To do. Filter the entries beneath this task, copying only the lines that hold the word "ChangeHook".

Stored data entries.
--- --- ---

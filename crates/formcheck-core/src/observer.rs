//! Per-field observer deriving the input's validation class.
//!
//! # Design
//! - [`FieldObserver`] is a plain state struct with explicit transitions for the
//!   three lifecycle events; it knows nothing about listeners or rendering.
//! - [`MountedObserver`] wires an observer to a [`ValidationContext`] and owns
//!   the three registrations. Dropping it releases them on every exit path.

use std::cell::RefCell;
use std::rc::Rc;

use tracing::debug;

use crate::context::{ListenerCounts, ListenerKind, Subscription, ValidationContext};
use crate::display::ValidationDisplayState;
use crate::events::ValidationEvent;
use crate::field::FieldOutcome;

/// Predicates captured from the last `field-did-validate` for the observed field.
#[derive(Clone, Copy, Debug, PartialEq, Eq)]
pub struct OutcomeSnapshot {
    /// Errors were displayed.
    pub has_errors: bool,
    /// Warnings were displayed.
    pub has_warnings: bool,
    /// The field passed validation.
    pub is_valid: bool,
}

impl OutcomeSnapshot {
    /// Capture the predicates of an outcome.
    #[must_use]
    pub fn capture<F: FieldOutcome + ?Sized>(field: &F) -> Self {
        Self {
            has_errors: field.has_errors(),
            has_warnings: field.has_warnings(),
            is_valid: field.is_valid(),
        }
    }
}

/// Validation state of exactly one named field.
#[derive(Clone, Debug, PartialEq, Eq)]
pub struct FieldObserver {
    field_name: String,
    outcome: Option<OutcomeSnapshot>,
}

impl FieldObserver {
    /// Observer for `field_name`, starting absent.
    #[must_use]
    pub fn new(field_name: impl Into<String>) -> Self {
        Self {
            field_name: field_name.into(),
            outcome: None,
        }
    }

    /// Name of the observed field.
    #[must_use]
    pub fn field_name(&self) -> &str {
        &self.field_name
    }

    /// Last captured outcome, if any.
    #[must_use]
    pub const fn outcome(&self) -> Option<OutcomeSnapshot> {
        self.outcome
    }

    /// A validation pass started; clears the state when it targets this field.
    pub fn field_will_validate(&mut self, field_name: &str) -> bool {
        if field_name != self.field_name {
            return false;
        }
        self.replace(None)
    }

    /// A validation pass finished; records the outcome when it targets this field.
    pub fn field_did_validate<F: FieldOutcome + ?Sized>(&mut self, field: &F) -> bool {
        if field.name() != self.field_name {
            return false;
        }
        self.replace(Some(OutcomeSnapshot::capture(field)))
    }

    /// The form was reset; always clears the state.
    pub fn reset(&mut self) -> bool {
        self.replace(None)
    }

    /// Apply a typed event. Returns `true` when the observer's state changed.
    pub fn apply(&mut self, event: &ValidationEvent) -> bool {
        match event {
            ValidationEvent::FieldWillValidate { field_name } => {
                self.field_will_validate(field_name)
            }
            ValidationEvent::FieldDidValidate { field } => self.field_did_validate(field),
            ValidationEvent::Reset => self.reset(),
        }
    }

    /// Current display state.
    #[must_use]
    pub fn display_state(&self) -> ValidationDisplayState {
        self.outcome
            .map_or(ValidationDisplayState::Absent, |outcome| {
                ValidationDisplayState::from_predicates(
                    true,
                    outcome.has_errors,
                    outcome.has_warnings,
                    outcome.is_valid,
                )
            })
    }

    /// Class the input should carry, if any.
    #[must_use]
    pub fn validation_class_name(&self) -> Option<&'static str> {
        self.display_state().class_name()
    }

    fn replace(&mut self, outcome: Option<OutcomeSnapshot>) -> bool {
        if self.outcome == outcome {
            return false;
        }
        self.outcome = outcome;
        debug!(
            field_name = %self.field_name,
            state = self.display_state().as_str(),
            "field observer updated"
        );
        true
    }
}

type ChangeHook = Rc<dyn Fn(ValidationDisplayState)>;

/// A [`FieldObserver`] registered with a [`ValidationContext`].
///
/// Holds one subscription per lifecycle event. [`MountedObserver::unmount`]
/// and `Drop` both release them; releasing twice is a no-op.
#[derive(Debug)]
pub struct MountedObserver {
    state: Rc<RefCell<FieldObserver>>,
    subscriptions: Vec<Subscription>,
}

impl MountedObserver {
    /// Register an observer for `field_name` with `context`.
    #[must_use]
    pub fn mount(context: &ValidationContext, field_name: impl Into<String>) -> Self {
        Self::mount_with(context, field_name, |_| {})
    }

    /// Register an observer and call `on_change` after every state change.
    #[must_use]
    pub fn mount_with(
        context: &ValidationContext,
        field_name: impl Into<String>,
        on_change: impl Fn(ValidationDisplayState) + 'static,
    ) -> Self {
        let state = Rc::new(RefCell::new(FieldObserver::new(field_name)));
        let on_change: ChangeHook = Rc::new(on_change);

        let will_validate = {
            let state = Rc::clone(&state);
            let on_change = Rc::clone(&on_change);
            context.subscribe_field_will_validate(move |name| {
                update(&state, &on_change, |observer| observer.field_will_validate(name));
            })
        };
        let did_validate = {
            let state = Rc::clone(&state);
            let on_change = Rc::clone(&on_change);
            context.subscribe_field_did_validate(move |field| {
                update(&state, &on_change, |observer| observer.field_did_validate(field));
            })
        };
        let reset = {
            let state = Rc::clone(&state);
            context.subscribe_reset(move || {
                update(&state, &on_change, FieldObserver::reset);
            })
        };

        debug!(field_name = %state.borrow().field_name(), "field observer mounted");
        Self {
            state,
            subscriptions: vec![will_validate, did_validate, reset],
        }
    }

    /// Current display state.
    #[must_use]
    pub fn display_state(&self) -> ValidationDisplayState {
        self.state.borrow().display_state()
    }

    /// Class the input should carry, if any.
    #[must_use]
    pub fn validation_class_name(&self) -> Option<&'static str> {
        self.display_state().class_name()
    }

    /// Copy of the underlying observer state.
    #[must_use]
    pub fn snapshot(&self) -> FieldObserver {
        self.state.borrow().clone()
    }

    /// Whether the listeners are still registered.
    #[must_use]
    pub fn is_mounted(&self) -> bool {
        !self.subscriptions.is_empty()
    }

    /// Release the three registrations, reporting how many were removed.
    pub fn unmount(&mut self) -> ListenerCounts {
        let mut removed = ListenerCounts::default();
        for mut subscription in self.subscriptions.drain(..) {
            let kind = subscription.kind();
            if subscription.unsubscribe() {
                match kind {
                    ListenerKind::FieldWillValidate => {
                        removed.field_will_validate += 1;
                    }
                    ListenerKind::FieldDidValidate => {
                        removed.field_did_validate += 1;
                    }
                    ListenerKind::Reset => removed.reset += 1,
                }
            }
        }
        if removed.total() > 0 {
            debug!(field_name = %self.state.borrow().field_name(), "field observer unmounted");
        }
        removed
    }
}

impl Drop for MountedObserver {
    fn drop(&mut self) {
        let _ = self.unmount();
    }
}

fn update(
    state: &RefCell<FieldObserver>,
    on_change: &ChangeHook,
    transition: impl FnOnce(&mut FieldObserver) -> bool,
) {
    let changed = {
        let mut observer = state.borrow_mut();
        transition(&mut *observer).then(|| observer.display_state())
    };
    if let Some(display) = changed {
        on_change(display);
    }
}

--- --- ---

Solution to this problem.
type ChangeHook = Rc<dyn Fn(ValidationDisplayState)>;
        let on_change: ChangeHook = Rc::new(on_change);
    on_change: &ChangeHook,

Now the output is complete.